> On Feb 24, 2017, at 4:45 PM, Xiaodi Wu <[email protected]> wrote:
> 
> That was a deliberate design choice discussed during review of floating point 
> protocols. Floating point remainder and integer modulo are very different. 
> Spelling them the same way enables use in generic protocols, which would be 
> incorrect uses. This was borne out by observation of erroneous uses of 
> floating point % in Swift 2.
> On Fri, Feb 24, 2017 at 18:13 David Sweeris via swift-evolution 
> <[email protected] <mailto:[email protected]>> wrote:
> 
> On Feb 23, 2017, at 14:44, David Sweeris <[email protected] 
> <mailto:[email protected]>> wrote:
> 
>> 
>>> On Feb 23, 2017, at 2:33 PM, Karl Wagner <[email protected] 
>>> <mailto:[email protected]>> wrote:
>>> 
>>> 
>>>> On 23 Feb 2017, at 19:40, Max Moiseev <[email protected] 
>>>> <mailto:[email protected]>> wrote:
>>>> 
>>>> Conformance to Comparable is not required by anything in the standard 
>>>> library. Besides, it is always possible to further constrain your own code 
>>>> as in:
>>>> 
>>> 
>>> Besides FloatingPoint, you mean? Or Collection indexes? Quite a lot of 
>>> stuff, actually.
>>> 
>>>> func f<T : Number>(_ x: T) where T.Magnitude : Comparable {}
>>>> 
>>>> I would argue that adding constraints without solid proof of them being 
>>>> useful and necessary is not the right thing to do.

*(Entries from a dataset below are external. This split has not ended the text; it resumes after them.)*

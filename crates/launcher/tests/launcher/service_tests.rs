use super::*;

use arsenal_core::models::ToolKind;
use std::sync::Mutex;
use std::sync::mpsc as channel;
use std::time::Instant;

struct FixedProbe(Option<InstallTarget>);

impl DependencyProbe for FixedProbe {
    fn check(&self, _record: &ToolRecord) -> arsenal_core::AppResult<Option<InstallTarget>> {
        Ok(self.0.clone())
    }
}

struct RecordingOpener(Mutex<Vec<String>>);

impl TargetOpener for RecordingOpener {
    fn open(&self, target: &str) -> arsenal_core::AppResult<()> {
        self.0.lock().expect("targets lock").push(target.to_string());
        Ok(())
    }
}

fn event_channel() -> (EventSink, channel::Receiver<LauncherEvent>) {
    let (sender, receiver) = channel::channel::<LauncherEvent>();
    let sink: EventSink = Arc::new(move |event| {
        let _ = sender.send(event);
    });
    (sink, receiver)
}

fn recv(receiver: &channel::Receiver<LauncherEvent>) -> LauncherEvent {
    let deadline = Instant::now() + Duration::from_secs(5);
    receiver
        .recv_timeout(deadline.saturating_duration_since(Instant::now()))
        .expect("launcher event")
}

#[test]
fn should_surface_install_required_instead_of_spawning() {
    let (sink, receiver) = event_channel();
    let target = InstallTarget::Module {
        name: "requests".to_string(),
    };
    let service = LauncherService::with_probe(sink, Arc::new(FixedProbe(Some(target.clone()))));

    let tool = ToolRecord::new("Scanner", "/opt/scanner.py", "漏洞扫描", ToolKind::Python);
    service.launch(tool.clone());

    match recv(&receiver) {
        LauncherEvent::InstallRequired {
            record,
            target: reported,
        } => {
            assert_eq!(record.id, tool.id);
            assert_eq!(reported, target);
        }
        other => panic!("unexpected event: {other:?}"),
    }
    service.shutdown();
}

#[test]
fn should_emit_launch_failed_for_placeholder() {
    let (sink, receiver) = event_channel();
    let service = LauncherService::with_probe(sink, Arc::new(FixedProbe(None)));

    let tool = ToolRecord::new("分组占位", "", "信息收集", ToolKind::Placeholder);
    service.launch(tool.clone());

    match recv(&receiver) {
        LauncherEvent::LaunchFailed { tool_id, error } => {
            assert_eq!(tool_id, tool.id);
            assert_eq!(error.code, "placeholder_not_launchable");
        }
        other => panic!("unexpected event: {other:?}"),
    }
    service.shutdown();
}

#[test]
fn should_emit_launch_failed_when_the_program_is_missing() {
    let (sink, receiver) = event_channel();
    let service = LauncherService::with_probe(sink, Arc::new(FixedProbe(None)));

    let ghost = std::env::temp_dir().join(format!("arsenal-ghost-{}.exe", uuid::Uuid::new_v4()));
    let tool = ToolRecord::new("Ghost", ghost.to_string_lossy().to_string(), "信息收集", ToolKind::Exe);
    service.launch(tool.clone());

    match recv(&receiver) {
        LauncherEvent::LaunchFailed { tool_id, error } => {
            assert_eq!(tool_id, tool.id);
            assert_eq!(error.code, "launch_spawn_failed");
        }
        other => panic!("unexpected event: {other:?}"),
    }
    service.shutdown();
}

#[test]
fn should_report_url_hand_off_without_a_pid() {
    let (sink, receiver) = event_channel();
    let opener = Arc::new(RecordingOpener(Mutex::new(Vec::new())));
    let service = LauncherService::with_parts(
        sink,
        Arc::new(FixedProbe(None)),
        Arc::clone(&opener) as Arc<dyn TargetOpener>,
    );

    let tool = ToolRecord::new(
        "CyberChef",
        "https://gchq.github.io/CyberChef/",
        "编码与解码",
        ToolKind::Url,
    );
    service.launch(tool.clone());

    match recv(&receiver) {
        LauncherEvent::Launched { tool_id, pid } => {
            assert_eq!(tool_id, tool.id);
            assert_eq!(pid, None);
        }
        other => panic!("unexpected event: {other:?}"),
    }
    assert_eq!(
        opener.0.lock().expect("targets lock").clone(),
        vec!["https://gchq.github.io/CyberChef/".to_string()]
    );
    service.shutdown();
}

#[test]
fn should_skip_the_probe_when_rechecking_is_disabled() {
    let (sink, receiver) = event_channel();
    // A probe that would always demand an install must not be consulted.
    let target = InstallTarget::Module {
        name: "requests".to_string(),
    };
    let service = LauncherService::with_probe(sink, Arc::new(FixedProbe(Some(target))));

    let ghost = std::env::temp_dir().join(format!("arsenal-ghost-{}.py", uuid::Uuid::new_v4()));
    let tool = ToolRecord::new("Scanner", ghost.to_string_lossy().to_string(), "漏洞扫描", ToolKind::Python);
    service.launch_without_check(tool.clone());

    match recv(&receiver) {
        // python itself may be absent; either way the probe was skipped and
        // a real spawn was attempted.
        LauncherEvent::Launched { tool_id, pid } => {
            assert_eq!(tool_id, tool.id);
            assert!(pid.is_some());
        }
        LauncherEvent::LaunchFailed { tool_id, .. } => assert_eq!(tool_id, tool.id),
        other => panic!("unexpected event: {other:?}"),
    }
    service.shutdown();
}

>>>> Also, sorting things by magnitude will require using a predicate-based 
>>>> sorted() anyway, and that does not require Comparable.
>>>> 
>>>> Max
>>> 
>>> Yes, but the constraints in the standard library should also convey some 
>>> meaning and be useful. What do we mean by a “magnitude” anyway? Won’t it be 
>>> strange in practice that I can create a “magnitude” out of nothing but an 
>>> arbitrary integer literal but can’t compare two values? Ultimately it looks 
>>> like a deficiency in the design to me - either it’s a simple scalar, 
>>> ExpressibleByIntegerLiteral and Comparable, or it’s something more complex 
>>> and can’t be either.
>>> 
>>> This is exactly the kind of flaw I’ve been working around with the current 
>>> Strideable.Stride (i.e. current SignedNumber). If a type is 
>>> ExpressibleByIntegerLiteral, you should be able to basically do all the 
>>> things to it that you can do with an integer.
>> 
>> (replying to bolded part)
>> 
>> Not necessarily... Complex numbers can conform to 
>> `ExpressibleByIntegerLiteral` but not `Comparable`. At least not in a 
>> generally-accepted way.
> 
> Perhaps a better example would be the `%` operator, since it involves stdlib 
> types. Floating point types are ExpressibleByIntegerLiteral, but don't have 
> the % operator that integers have.

Oh, I know. I was just pointing out another instance where a type conforms to 
`ExpressibleByIntegerLiteral` and can’t do something Int can do.